EXERCISE AIM = Pick each line containing "must" out of the records.

◆ ◆ ◆ ◆ ◆ ◆ ◆

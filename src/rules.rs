//! Rule compilation: raw `create_rule` payloads in, normalized
//! [`RuleDefinition`]s out. Nothing here evaluates a condition.

use std::collections::HashSet;

use serde::{Deserialize, Serialize};
use serde_json::{json, Map, Value};
use tracing::{debug, warn};

use crate::error::RuleError;
use crate::models::{
    field_kind, suggest_field, BooleanOperator, Condition, ConditionValue, FieldKind, Operator,
    RuleDefinition,
};

/// Key holding the company name in each processed feature map.
pub const RESERVED_FEATURE_NAME: &str = "company";

/// Body of a `create_rule` request.
#[derive(Debug, Clone, Deserialize)]
pub struct CreateRulesRequest {
    #[serde(default)]
    pub user_name: String,
    #[serde(default)]
    pub rules: Vec<Value>,
}

#[derive(Debug, Clone, Serialize)]
pub struct CreatedRules {
    pub user_name: String,
    pub rules: Vec<RuleDefinition>,
}

#[derive(Debug, Clone, Serialize)]
pub struct CreateRulesResponse {
    pub success: bool,
    pub message: String,
    pub rule: CreatedRules,
}

impl CreateRulesResponse {
    pub fn created(user_name: &str, rules: Vec<RuleDefinition>) -> Self {
        Self {
            success: true,
            message: "Rule created successfully".to_string(),
            rule: CreatedRules {
                user_name: user_name.to_string(),
                rules,
            },
        }
    }
}

/// Compiles every rule of a request. Fails on the first invalid rule and on
/// feature names repeated within the request.
pub fn compile_request(request: &CreateRulesRequest) -> Result<Vec<RuleDefinition>, RuleError> {
    if request.user_name.trim().is_empty() || request.rules.is_empty() {
        return Err(RuleError::malformed("missing user_name or rules"));
    }

    let mut seen = HashSet::new();
    let mut compiled = Vec::with_capacity(request.rules.len());
    for raw in &request.rules {
        let rule = compile(raw)?;
        if !seen.insert(rule.feature_name.clone()) {
            return Err(RuleError::DuplicateRule {
                user_name: request.user_name.clone(),
                feature_name: rule.feature_name,
            });
        }
        compiled.push(rule);
    }
    Ok(compiled)
}

/// Compiles one rule object:
/// `{"input", "feature_name", "match", "default", "operation": {...}}`.
pub fn compile(raw: &Value) -> Result<RuleDefinition, RuleError> {
    let object = raw
        .as_object()
        .ok_or_else(|| RuleError::malformed("rule must be a JSON object"))?;

    let feature_name = required_text(object, "feature_name")?;
    if feature_name == RESERVED_FEATURE_NAME {
        return Err(RuleError::malformed(format!(
            "feature_name '{}' is reserved for the company name in results",
            RESERVED_FEATURE_NAME
        )));
    }
    let input = match object.get("input") {
        None | Some(Value::Null) => feature_name.clone(),
        Some(Value::String(input)) => input.clone(),
        Some(other) => {
            return Err(RuleError::malformed(format!(
                "input must be a string, got {}",
                other
            )));
        }
    };
    let match_value = outcome_value(object, "match")?;
    let default_value = outcome_value(object, "default")?;

    let operation = object
        .get("operation")
        .ok_or_else(|| RuleError::malformed(format!("rule '{}' has no operation", feature_name)))?;
    let (boolean_operator, conditions) = compile_operation(operation)?;

    debug!(
        feature = %feature_name,
        boolean_operator = %boolean_operator,
        conditions = conditions.len(),
        "compiled rule"
    );

    Ok(RuleDefinition {
        input,
        feature_name,
        match_value,
        default_value,
        boolean_operator,
        conditions,
    })
}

◆ ◆ ◆ ◆ ◆ ◆ ◆

ANSWER FOR THIS EXERCISE =
        .ok_or_else(|| RuleError::malformed("rule must be a JSON object"))?;
                "input must be a string, got {}",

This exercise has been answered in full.